Rhine Riverbank near Dusseldorf 1949

Alfred Rasenberger

Medium:  Oil on panel

Dimensions: 40 x 62 cm

Signature:  Signed lower right

Period of execution:  Early 20th century

Price: ¥ 17, 000

About the Artwork

The scene depicts a Rhine riverbank with a steamboat and port elements, set in an industrial atmosphere characteristic of the interwar period. The composition is structured on clear horizontal lines that guide the viewer's eye toward the river. Rasenberger's style, particularly in the vividness of his palette and landscape depiction, bears strong echoes to the Pre-Raphaelite Brotherhood of the 19th century. Pre-Raphaelite landscapes are typically rendered on a small scale with bright, densely articulated details and abrupt disjunctions of scale and tone, linear flattering qualities that invoke the movement's somewhat anachronistic ideal of "truth to nature." These qualities are meant to be inspected and understood closely, favouring what John Ruskin termed "mundane places", ordinary yet worthy of representation. Rasenberger received his art training at the Düsseldorf Art Academy during the late 19th century, at the height of Symbolism, an art movement with French and Belgian origins that was contemporary to the Pre-Raphaelites, with whom they shared an ideal of common technical techniques.
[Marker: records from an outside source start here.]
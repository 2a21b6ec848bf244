use std::fmt::{self, Display};

/// Errors produced by model constructors, parsers and merge routines.
#[derive(Debug)]
pub enum ModelError {
    InvalidReference(String),
    UnknownObjectType(String),
    ScanLevelOutOfRange(u8),
    InvalidPath(String),
    TypeMismatch { expected: String, found: String },
    Serialization(serde_json::Error),
}

impl Display for ModelError {
    fn fmt(&self, f: &mut fmt::Formatter<'_>) -> fmt::Result {
        match self {
            ModelError::InvalidReference(value) => {
                write!(f, "invalid reference: {value}")
            }
            ModelError::UnknownObjectType(name) => {
                write!(f, "unknown object type: {name}")
            }
            ModelError::ScanLevelOutOfRange(level) => {
                write!(f, "scan level {level} is outside 0..=4")
            }
            ModelError::InvalidPath(msg) => write!(f, "invalid path: {msg}"),
            ModelError::TypeMismatch { expected, found } => {
                write!(f, "type mismatch: expected {expected}, found {found}")
            }
            ModelError::Serialization(err) => {
                write!(f, "serialization error: {err}")
            }
        }
    }
}

impl std::error::Error for ModelError {
    fn source(&self) -> Option<&(dyn std::error::Error + 'static)> {
        match self {
            ModelError::Serialization(err) => Some(err),
            _ => None,
        }
    }
}

impl From<serde_json::Error> for ModelError {
    fn from(err: serde_json::Error) -> Self {
        ModelError::Serialization(err)
    }
}

pub type Result<T> = std::result::Result<T, ModelError>;
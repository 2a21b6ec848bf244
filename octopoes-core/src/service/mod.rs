//! The consistency service.
//!
//! Writes from producers (declarations, observations, affirmations, scan
//! profiles) and change events fed back by workers both go through a
//! [`ConsistencyService`]. Each service owns one [`Session`]; nothing it
//! writes is visible to reads until [`ConsistencyService::commit`], and every
//! follow-up reaction happens through the events published after that
//! commit rather than by re-entering the service.

mod dispatch;
mod inference;
mod scan_levels;

use std::{
    collections::{BTreeMap, BTreeSet},
    sync::Arc,
};

use chrono::{DateTime, Utc};
use octopoes_config::BitSettings;
use octopoes_model::{
    ObjectType, Ooi, Origin, OriginType, Paginated, ProfiledOoi, Reference,
    ReferenceNode, ScanProfile,
};
use tracing::{debug, info, warn};
use uuid::Uuid;

use crate::{
    bits::BitRegistry,
    database::{DocumentStore, Session, TransactionReceipt},
    error::{OctopoesError, OptionalExt, Result},
    events::{DbEvent, EntityType, OperationType, publisher::EventPublisher},
    repositories::{OriginFilter, Repositories},
};

pub use scan_levels::RecalculationSummary;

/// Builds one [`ConsistencyService`] per unit of work, all sharing the same
/// store, publisher, bits and client.
#[derive(Debug, Clone)]
pub struct ServiceFactory {
    store: Arc<dyn DocumentStore>,
    publisher: Arc<dyn EventPublisher>,
    bits: Arc<BitRegistry>,
    bit_settings: BitSettings,
    client: String,
}
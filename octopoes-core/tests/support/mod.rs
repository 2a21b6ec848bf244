#![allow(dead_code)]

use std::{
    net::Ipv4Addr,
    sync::Arc,
};

use async_trait::async_trait;
use chrono::{DateTime, TimeZone, Utc};
use octopoes_config::BitSettings;
use octopoes_core::{
    bits::BitRegistry,
    database::infrastructure::InMemoryDocumentStore,
    events::{BrokerError, DbEvent, InProcEventBus, MessageBroker, TaskMessage},
    service::{ConsistencyService, ServiceFactory},
};
use octopoes_model::{
    DnsARecord, Hostname, IpAddressV4, Network, Ooi, Reference, ScanProfile,
};
use parking_lot::Mutex;
use serde_json::Value;
use tokio::sync::broadcast::{Receiver, error::TryRecvError};

pub const CLIENT: &str = "test";

/// Rounds of event processing before a graph is considered to never settle.
const MAX_ROUNDS: usize = 50;

pub fn valid_time() -> DateTime<Utc> {
    Utc.with_ymd_and_hms(2024, 3, 1, 12, 0, 0).unwrap()
}

/// An engine over the in-memory store whose change events loop back into
/// the service, the way workers would feed them.
pub struct TestEngine {
    pub store: Arc<InMemoryDocumentStore>,
    pub bus: Arc<InProcEventBus>,
    pub factory: ServiceFactory,
    events: Receiver<DbEvent>,
}

impl TestEngine {
    pub fn new() -> Self {
        Self::with_bits(BitRegistry::builtin())
    }

    pub fn without_bits() -> Self {
        Self::with_bits(BitRegistry::empty())
    }

    pub fn with_bits(bits: BitRegistry) -> Self {
        let store = Arc::new(InMemoryDocumentStore::new());
        let bus = Arc::new(InProcEventBus::new(4096));
        let events = bus.subscribe();
        let factory =
            ServiceFactory::new(store.clone(), bus.clone(), CLIENT).with_bits(bits);
        Self {
            store,
            bus,
            factory,
            events,
        }
    }

    pub fn with_bit_settings(mut self, settings: BitSettings) -> Self {
        self.factory = self.factory.with_bit_settings(settings);
        self
    }

    pub fn service(&self) -> ConsistencyService {
        self.factory.service()
    }

    pub fn drain(&mut self) -> Vec<DbEvent> {
        let mut drained = Vec::new();
        loop {
            match self.events.try_recv() {
                Ok(event) => drained.push(event),
                Err(TryRecvError::Empty | TryRecvError::Closed) => break,
                Err(TryRecvError::Lagged(skipped)) => {
                    panic!("event bus lagged by {skipped} events")
                }
            }
        }
        drained
    }

    /// Processes events until no new ones appear. Returns how many events
    /// were handled.
    pub async fn settle(&mut self) -> usize {
        let mut handled = 0;
        for _ in 0..MAX_ROUNDS {
            let batch = self.drain();
            if batch.is_empty() {
                return handled;
            }
            let service = self.service();
            let outcome = service.process_events(batch).await;
            assert_eq!(outcome.failed, 0, "event processing failed");
            handled += outcome.handled;
            service.commit().await.expect("commit should succeed");
        }
        panic!("graph did not settle within {MAX_ROUNDS} rounds");
    }

    /// Declares every object in one commit, then settles.
    pub async fn declare(&mut self, oois: &[Ooi]) {
        let service = self.service();
        for ooi in oois {
            service
                .save_declaration(ooi.clone(), valid_time(), None)
                .await
                .expect("declaration should be accepted");
        }
        service.commit().await.expect("commit should succeed");
        self.settle().await;
    }

    pub async fn set_declared_level(&mut self, reference: &Reference, level: u8) {
        let service = self.service();
        service
            .save_scan_profile(
                ScanProfile::declared(
                    reference.clone(),
                    level.try_into().expect("level should be valid"),
                ),
                valid_time(),
            )
            .await
            .expect("scan profile should save");
        service.commit().await.expect("commit should succeed");
        self.settle().await;
    }

    pub async fn recalculate(&mut self) -> octopoes_core::service::RecalculationSummary {
        let service = self.service();
        let summary = service
            .recalculate_scan_profiles(valid_time())
            .await
            .expect("recalculation should succeed");
        service.commit().await.expect("commit should succeed");
        self.settle().await;
        summary
    }

    pub async fn exists(&self, reference: &Reference) -> bool {
        self.service().get_ooi(reference, valid_time()).await.is_ok()
    }

    pub async fn profile(&self, reference: &Reference) -> ScanProfile {
        self.service()
            .get_ooi(reference, valid_time())
            .await
            .expect("object should exist")
            .scan_profile
    }
}

/// A small DNS neighbourhood:
/// `example.com` with one A record pointing at `192.0.2.1`.
pub struct DnsFixture {
    pub network: Ooi,
    pub hostname: Ooi,
    pub address: Ooi,
    pub record: Ooi,
}

impl DnsFixture {
    pub fn new() -> Self {
        let network = Ooi::from(Network::new("internet"));
        let hostname = Ooi::from(Hostname::new(network.reference(), "example.com"));
        let address = Ooi::from(IpAddressV4 {
            network: network.reference(),
            address: Ipv4Addr::new(192, 0, 2, 1),
        });
        let record = Ooi::from(DnsARecord {
            hostname: hostname.reference(),
            address: address.reference(),
            value: "192.0.2.1".into(),
            ttl: Some(300),
        });
        Self {
            network,
            hostname,
            address,
            record,
        }
    }

    pub fn all(&self) -> Vec<Ooi> {
        vec![
            self.network.clone(),
            self.hostname.clone(),
            self.address.clone(),
            self.record.clone(),
        ]
    }

    pub fn resolved_hostname(&self) -> Reference {
        Ooi::from(octopoes_model::ResolvedHostname {
            hostname: self.hostname.reference(),
            address: self.address.reference(),
        })
        .reference()
    }
}

/// What a [`RecordingBroker`] should do with the next calls.
#[derive(Debug, Clone, Copy, PartialEq, Eq)]
pub enum Failure {
    Transient,
    Permanent,
}

/// Broker fake that records traffic and fails on demand.
#[derive(Debug, Default)]
pub struct RecordingBroker {
    pub tasks: Mutex<Vec<TaskMessage>>,
    pub persistent: Mutex<Vec<(String, Value)>>,
    pub reconnects: Mutex<usize>,
    failures: Mutex<Vec<Failure>>,
}

impl RecordingBroker {
    pub fn new() -> Self {
        Self::default()
    }

    /// Queues failures consumed one per send, in order.
    pub fn fail_next(&self, failures: &[Failure]) {
        self.failures.lock().extend_from_slice(failures);
    }

    fn take_failure(&self) -> Result<(), BrokerError> {
        let mut failures = self.failures.lock();
        if failures.is_empty() {
            return Ok(());
        }
        match failures.remove(0) {
            Failure::Transient => Err(BrokerError::ConnectionLost("connection reset".into())),
            Failure::Permanent => Err(BrokerError::Rejected("WRONGTYPE".into())),
        }
    }

    pub fn task_count(&self) -> usize {
        self.tasks.lock().len()
    }

    pub fn channels(&self) -> Vec<String> {
        self.persistent
            .lock()
            .iter()
            .map(|(channel, _)| channel.clone())
            .collect()
    }
}

#[async_trait]
impl MessageBroker for RecordingBroker {
    async fn send_task(&self, message: &TaskMessage) -> Result<(), BrokerError> {
        self.take_failure()?;
        self.tasks.lock().push(message.clone());
        Ok(())
    }

    async fn publish_persistent(
        &self,
        channel: &str,
        payload: &Value,
    ) -> Result<(), BrokerError> {
        self.take_failure()?;
        self.persistent
            .lock()
            .push((channel.to_string(), payload.clone()));
        Ok(())
    }

    async fn reconnect(&self) -> Result<(), BrokerError> {
        *self.reconnects.lock() += 1;
        Ok(())
    }
}
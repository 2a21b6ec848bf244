//! Bitemporal document store held in process memory.
//!
//! Every write appends a version stamped with its valid time and transaction
//! order. A read as of `t` sees, per document, the latest version whose valid
//! time is not after `t`. Used by tests and single-process deployments.

use std::collections::{BTreeMap, BTreeSet, HashMap};

use async_trait::async_trait;
use chrono::{DateTime, Utc};
use parking_lot::RwLock;
use serde_json::{Value, json};

use crate::{
    database::{
        ports::{
            Document, DocumentStore, PRIMARY_KEY, TransactionOperation,
            TransactionReceipt,
        },
        query::{FieldSet, NeighbourQuery, PullQuery, Query},
    },
    error::Result,
};

#[derive(Debug, Clone)]
struct Version {
    valid_time: DateTime<Utc>,
    document: Option<Document>,
}

#[derive(Debug, Default)]
struct MemoryState {
    entities: HashMap<String, Vec<Version>>,
    last_tx_id: u64,
    operations: usize,
}

impl MemoryState {
    fn as_of(&self, id: &str, valid_time: DateTime<Utc>) -> Option<&Document> {
        self.entities
            .get(id)?
            .iter()
            .enumerate()
            .filter(|(_, version)| version.valid_time <= valid_time)
            .max_by_key(|(order, version)| (version.valid_time, *order))
            .and_then(|(_, version)| version.document.as_ref())
    }

    /// Live documents as of `valid_time`, ordered by id.
    fn snapshot(&self, valid_time: DateTime<Utc>) -> BTreeMap<&str, &Document> {
        self.entities
            .keys()
            .filter_map(|id| {
                self.as_of(id, valid_time)
                    .map(|document| (id.as_str(), document))
            })
            .collect()
    }
}

#[derive(Debug, Default)]
pub struct InMemoryDocumentStore {
    state: RwLock<MemoryState>,
}

impl InMemoryDocumentStore {
    pub fn new() -> Self {
        Self::default()
    }

    /// Number of transactions submitted so far.
    pub fn transaction_count(&self) -> u64 {
        self.state.read().last_tx_id
    }

    /// Number of put and delete operations submitted so far.
    pub fn operation_count(&self) -> usize {
        self.state.read().operations
    }

    fn evaluate_pull(
        snapshot: &BTreeMap<&str, &Document>,
        pull: &PullQuery,
    ) -> Vec<Vec<Value>> {
        let matching = snapshot
            .values()
            .filter(|document| pull.matches(document))
            .skip(pull.offset.unwrap_or(0))
            .take(pull.limit.unwrap_or(usize::MAX));

        matching
            .map(|document| {
                let document = match pull.fields {
                    FieldSet::AllFields => (*document).clone(),
                    FieldSet::OnlyId => document
                        .get(PRIMARY_KEY)
                        .map(|id| {
                            Document::from_iter([(PRIMARY_KEY.to_string(), id.clone())])
                        })
                        .unwrap_or_default(),
                };
                vec![Value::Object(document)]
            })
            .collect()
    }

    fn evaluate_neighbours(
        snapshot: &BTreeMap<&str, &Document>,
        query: &NeighbourQuery,
    ) -> Vec<Vec<Value>> {
        let mut rows = Vec::new();
        for id in &query.ids {
            if !snapshot.contains_key(id.as_str()) {
                continue;
            }
            let mut row = Document::new();
            row.insert(PRIMARY_KEY.to_string(), Value::String(id.clone()));

            for attribute in &query.attributes {
                let Some((owner, property)) = attribute.split_once('/') else {
                    continue;
                };
                let related = match property.strip_prefix('_') {
                    Some(property) => {
                        incoming(snapshot, id, &format!("{owner}/{property}"))
                    }
                    None => match outgoing(snapshot, id, attribute) {
                        Some(value) => value,
                        None => continue,
                    },
                };
                if related != Value::Array(Vec::new()) {
                    row.insert(attribute.clone(), related);
                }
            }
            rows.push(vec![Value::Object(row)]);
        }
        rows
    }

    fn evaluate_missing_scan_profiles(
        snapshot: &BTreeMap<&str, &Document>,
    ) -> Vec<Vec<Value>> {
        let profiled: BTreeSet<&str> = snapshot
            .values()
            .filter(|document| {
                document.get("type").and_then(Value::as_str) == Some("ScanProfile")
            })
            .filter_map(|document| document.get("reference").and_then(Value::as_str))
            .collect();

        snapshot
            .iter()
            .filter(|(_, document)| document.contains_key("object_type"))
            .filter(|(id, _)| !profiled.contains(*id))
            .map(|(id, _)| vec![Value::String((*id).to_string())])
            .collect()
    }
}

/// Documents referenced by `attribute` on document `id`. List-valued
/// attributes resolve to a list.
fn outgoing(
    snapshot: &BTreeMap<&str, &Document>,
    id: &str,
    attribute: &str,
) -> Option<Value> {
    let value = snapshot.get(id)?.get(attribute)?;
    let resolve = |target: &Value| {
        target
            .as_str()
            .and_then(|target| snapshot.get(target))
            .map(|document| Value::Object((*document).clone()))
    };
    match value {
        Value::Array(targets) => {
            Some(Value::Array(targets.iter().filter_map(resolve).collect()))
        }
        target => resolve(target),
    }
}

/// Documents whose `attribute` points at `id`.
fn incoming(
    snapshot: &BTreeMap<&str, &Document>,
    id: &str,
    attribute: &str,
) -> Value {
    let wanted = Value::String(id.to_string());
    let found = snapshot
        .values()
        .filter(|document| match document.get(attribute) {
            Some(Value::Array(items)) => items.contains(&wanted),
            Some(value) => *value == wanted,
            None => false,
        })
        .map(|document| Value::Object((*document).clone()))
        .collect();
    Value::Array(found)
}

#[async_trait]
impl DocumentStore for InMemoryDocumentStore {
    async fn get_entity(
        &self,
        id: &str,
        valid_time: DateTime<Utc>,
    ) -> Result<Option<Document>> {
        Ok(self.state.read().as_of(id, valid_time).cloned())
    }

    async fn query(
        &self,
        query: &Query,
        valid_time: DateTime<Utc>,
    ) -> Result<Vec<Vec<Value>>> {
        let state = self.state.read();
        let snapshot = state.snapshot(valid_time);

        Ok(match query {
            Query::Pull(pull) => Self::evaluate_pull(&snapshot, pull),
            Query::Count(pull) => {
                let count = snapshot
                    .values()
                    .filter(|document| pull.matches(document))
                    .count();
                vec![vec![json!(count)]]
            }
            Query::Neighbours(neighbours) => {
                Self::evaluate_neighbours(&snapshot, neighbours)
            }
            Query::MissingScanProfile => {
                Self::evaluate_missing_scan_profiles(&snapshot)
            }
        })
    }

    async fn submit_transaction(
        &self,
        operations: Vec<TransactionOperation>,
    ) -> Result<TransactionReceipt> {
        let mut state = self.state.write();
        state.last_tx_id += 1;
        state.operations += operations.len();

        for operation in operations {
            let (id, version) = match operation {
                TransactionOperation::Put {
                    document,
                    valid_time,
                } => {
                    let Some(id) = document
                        .get(PRIMARY_KEY)
                        .and_then(Value::as_str)
                        .map(str::to_string)
                    else {
                        continue;
                    };
                    (
                        id,
                        Version {
                            valid_time,
                            document: Some(document),
                        },
                    )
                }
                TransactionOperation::Delete { id, valid_time } => (
                    id,
                    Version {
                        valid_time,
                        document: None,
                    },
                ),
            };
            state.entities.entry(id).or_default().push(version);
        }

        Ok(TransactionReceipt {
            tx_id: state.last_tx_id,
            tx_time: Utc::now(),
        })
    }

    async fn status(&self) -> Result<Value> {
        let state = self.state.read();
        Ok(json!({
            "kv-store": "memory",
            "latest-completed-tx": state.last_tx_id,
            "entities": state.entities.len(),
        }))
    }
}

#[cfg(test)]
mod tests {
    use super::*;
    use chrono::{Duration, TimeZone};

    fn t0() -> DateTime<Utc> {
        Utc.with_ymd_and_hms(2024, 1, 1, 0, 0, 0).unwrap()
    }

    fn doc(value: Value) -> Document {
        match value {
            Value::Object(map) => map,
            _ => unreachable!(),
        }
    }

    fn put(value: Value, valid_time: DateTime<Utc>) -> TransactionOperation {
        TransactionOperation::Put {
            document: doc(value),
            valid_time,
        }
    }

    #[tokio::test]
    async fn reads_are_as_of_valid_time() {
        let store = InMemoryDocumentStore::new();
        let later = t0() + Duration::hours(1);
        store
            .submit_transaction(vec![put(json!({"xt/id": "a", "v": 1}), t0())])
            .await
            .unwrap();
        store
            .submit_transaction(vec![put(json!({"xt/id": "a", "v": 2}), later)])
            .await
            .unwrap();

        let before = store.get_entity("a", t0() - Duration::seconds(1)).await.unwrap();
        let first = store.get_entity("a", t0()).await.unwrap().unwrap();
        let second = store.get_entity("a", later).await.unwrap().unwrap();

        assert!(before.is_none());
        assert_eq!(first["v"], json!(1));
        assert_eq!(second["v"], json!(2));
    }

    #[tokio::test]
    async fn delete_hides_document_from_its_valid_time() {
        let store = InMemoryDocumentStore::new();
        let end = t0() + Duration::days(1);
        store
            .submit_transaction(vec![
                put(json!({"xt/id": "a"}), t0()),
                TransactionOperation::Delete {
                    id: "a".into(),
                    valid_time: end,
                },
            ])
            .await
            .unwrap();

        assert!(store.get_entity("a", t0()).await.unwrap().is_some());
        assert!(store.get_entity("a", end).await.unwrap().is_none());
        assert_eq!(store.transaction_count(), 1);
        assert_eq!(store.operation_count(), 2);

        let status = store.status().await.unwrap();
        assert_eq!(status["latest-completed-tx"], json!(1));
        assert_eq!(status["entities"], json!(1));
    }

    #[tokio::test]
    async fn neighbour_queries_follow_both_directions() {
        let store = InMemoryDocumentStore::new();
        store
            .submit_transaction(vec![
                put(json!({"xt/id": "Network|internet", "object_type": "Network"}), t0()),
                put(
                    json!({
                        "xt/id": "Hostname|internet|example.com",
                        "object_type": "Hostname",
                        "Hostname/network": "Network|internet",
                    }),
                    t0(),
                ),
            ])
            .await
            .unwrap();

        let rows = store
            .query(
                &Query::Neighbours(NeighbourQuery {
                    ids: vec!["Network|internet".into()],
                    attributes: vec!["Hostname/_network".into(), "IPAddressV4/_network".into()],
                }),
                t0(),
            )
            .await
            .unwrap();

        assert_eq!(rows.len(), 1);
        let row = rows[0][0].as_object().unwrap();
        assert_eq!(row["Hostname/_network"].as_array().unwrap().len(), 1);
        assert!(!row.contains_key("IPAddressV4/_network"));
    }

    #[tokio::test]
    async fn pull_paginates_in_id_order_and_count_ignores_pages() {
        let store = InMemoryDocumentStore::new();
        let ops = ["c", "a", "b"]
            .into_iter()
            .map(|id| put(json!({"xt/id": id, "object_type": "Network"}), t0()))
            .collect();
        store.submit_transaction(ops).await.unwrap();

        let pull = PullQuery::new(FieldSet::OnlyId)
            .filter("object_type", "Network")
            .offset(1)
            .limit(1);
        let rows = store.query(&Query::Pull(pull.clone()), t0()).await.unwrap();
        assert_eq!(rows, vec![vec![json!({"xt/id": "b"})]]);

        let count = store.query(&Query::Count(pull), t0()).await.unwrap();
        assert_eq!(count, vec![vec![json!(3)]]);
    }

    #[tokio::test]
    async fn reports_objects_without_scan_profile() {
        let store = InMemoryDocumentStore::new();
        store
            .submit_transaction(vec![
                put(json!({"xt/id": "Network|a", "object_type": "Network"}), t0()),
                put(json!({"xt/id": "Network|b", "object_type": "Network"}), t0()),
                put(
                    json!({
                        "xt/id": "ScanProfile|Network|a",
                        "type": "ScanProfile",
                        "reference": "Network|a",
                    }),
                    t0(),
                ),
            ])
            .await
            .unwrap();

        let rows = store.query(&Query::MissingScanProfile, t0()).await.unwrap();
        assert_eq!(rows, vec![vec![json!("Network|b")]]);
    }
}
Rasenberger drew artistic inspiration from this school for his landscape work, both chromatically and ideologically, to render Pre-Raphaelite interests. The palette demonstrates many similarities to the pre-Raphaelites' principal member, William Holman Hunt's landscape, The Strayed Sheep, now part of the Tate Britain collection (Fig. 1). For instance, the brightened abundance of greens found in both paintings appears highly synchronised, both favouring a saturated blend of tones. The green brush strokes offer a visual sense of refreshment, while the colour spectrum is blended to evoke greater saturation than the crisp Impressionist ideals would typically allow. However, the execution of the brushwork is cruder than that of the British artist. Rasenberger's contouring of figural shapes and subject details draws more from Symbolists such as Ferdinand Hodler, notably in The Grand Muveran at the Art Institute of Chicago (Fig. 2). For instance, the steel handrail in the lower right corner and the boat next to a much grander ship are depicted to guide the eye toward a highly realistic visual impression. Upon closer examination, both the brushwork and the total effect are nevertheless more fluid and rough than expected. Meanwhile, the depiction of clouds and mountain outlines in the background is completed in fragmented impasto, revealing the textural complexity beneath the apparently smooth surface.

(Fig. 1) William Holman Hunt, Our English Coasts, 1852 ('Strayed Sheep'), 1852, oil on canvas, © Tate, London

(Fig. 2) Ferdinand Hodler, The Grand Muveran, 1912, oil on canvas, © Art Institute of Chicago, Chicago

About the Artist

Alfred Rasenberger (1885–1949) was a German painter celebrated for his atmospheric landscapes of the Rhineland and Lower Rhine region. Trained at the Düsseldorf Art Academy under Eugen Dücker, he emerged as a distinctive voice within the tradition of the Düsseldorf School — one of the most influential artistic movements of the nineteenth century. Rooted in German Romanticism, the School was renowned for its finely detailed yet emotionally resonant landscapes, often imbued with allegorical or spiritual feeling, and painted with a harmonious, carefully subdued palette. Its reach extended far beyond Europe: the Düsseldorf Academy attracted prominent American artists including George Caleb Bingham, Helen Searle, and William Morris Hunt, and its methods shaped the entire Hudson River School, leaving a lasting imprint on the development of landscape painting in the United States. Major figures of the movement championed plein air practice, bringing a discipline of direct observation to their richly atmospheric compositions. Within this tradition, Rasenberger was drawn above all to the quieter registers of the natural world: evening light settling over rivers, the bare geometry of winter trees, the stillness of autumn villages and farmhouses along the Lower Rhine. He was a member of the Malkasten artists' association and painted alongside contemporaries such as Gregor von Bochmann. His works are intimate records of a particular northern European landscape, rendered with sensitivity to season, atmosphere, and the passing quality of light.